It's possible that the above-mentioned industrial waste originating from

organic material is homogeneous. Types of organic matter processed

greatly affects the productivity of the system in addition to other

parameters such as biogas digester temperature, pH, pressure and

humidity.

One way menentuka organic material that is suitable for input into

the system is to know the comparison Biogas Carbon (C) and nitrogen

(N) or called rasio C/N. Several experiments have been conducted by

the ISAT demonstrated that metabolic activity daribakteri

methanogenik be optimal in the value of the ratio C/N around 8-20.
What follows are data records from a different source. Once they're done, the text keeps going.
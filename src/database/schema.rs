//! Schema corpus extraction from a live PostgreSQL database

use crate::database::PostgresPool;
use crate::error::Result;
use crate::memory::retrieval::quote_ident;
use crate::memory::SchemaField;
use sqlx::types::Json;
use sqlx::FromRow;
use tracing::info;

#[derive(FromRow)]
struct ColumnRow {
    table_schema: String,
    table_name: String,
    column_name: String,
    data_type: String,
    description: String,
    table_description: String,
}

/// Read every column of every base table outside `exclude_schemas`
///
/// Column and table comments become the field descriptions.
pub async fn extract_schema_fields(
    pool: &PostgresPool,
    exclude_schemas: &[String],
) -> Result<Vec<SchemaField>> {
    let rows: Vec<ColumnRow> = sqlx::query_as(
        r#"
        SELECT
            c.table_schema::TEXT AS table_schema,
            c.table_name::TEXT AS table_name,
            c.column_name::TEXT AS column_name,
            c.data_type::TEXT AS data_type,
            COALESCE(
                col_description(format('%I.%I', c.table_schema, c.table_name)::regclass,
                                c.ordinal_position::INT),
                ''
            )::TEXT AS description,
            COALESCE(
                obj_description(format('%I.%I', c.table_schema, c.table_name)::regclass, 'pg_class'),
                ''
            )::TEXT AS table_description
        FROM information_schema.columns c
        JOIN information_schema.tables t
          ON t.table_schema = c.table_schema AND t.table_name = c.table_name
        WHERE t.table_type = 'BASE TABLE'
          AND c.table_schema <> ALL($1)
        ORDER BY c.table_schema, c.table_name, c.ordinal_position
    "#,
    )
    .bind(exclude_schemas)
    .fetch_all(pool)
    .await?;

    let fields: Vec<SchemaField> = rows
        .into_iter()
        .map(|r| SchemaField {
            schema: r.table_schema,
            table: r.table_name,
            column: r.column_name,
            data_type: r.data_type,
            description: r.description,
            table_description: r.table_description,
        })
        .collect();

    info!(columns = fields.len(), "Extracted schema metadata");
    Ok(fields)
}

/// Up to `limit` random rows of a table, each as a JSON object
pub async fn sample_rows(
    pool: &PostgresPool,
    schema: &str,
    table: &str,
    limit: usize,
) -> Result<Vec<serde_json::Value>> {
    let rows: Vec<(Json<serde_json::Value>,)> = sqlx::query_as(&format!(
        "SELECT to_jsonb(t) FROM {}.{} t ORDER BY random() LIMIT $1",
        quote_ident(schema),
        quote_ident(table)
    ))
    .bind(limit as i64)
    .fetch_all(pool)
    .await?;

    Ok(rows.into_iter().map(|(row,)| row.0).collect())
}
Organic material incorporated into the airtight closed room (called

Digester) so that anaerobic bacteria will decompose the organic

material is then produced gas (called biogas). Biogas that has been

accumulated in the subsequent digester gas flow through pipelines into

gas storage tube or directly to localized use.

1. Process

In the processing and utilization of animal waste (cow) in Pandansimo

divided into :

a. Waste livestock (cattle) into compost

b. Waste livestock (cattle) into Biogas

Processing required in the processes and mechanisms that can be used

as a support treatment in the use of appropriate technology.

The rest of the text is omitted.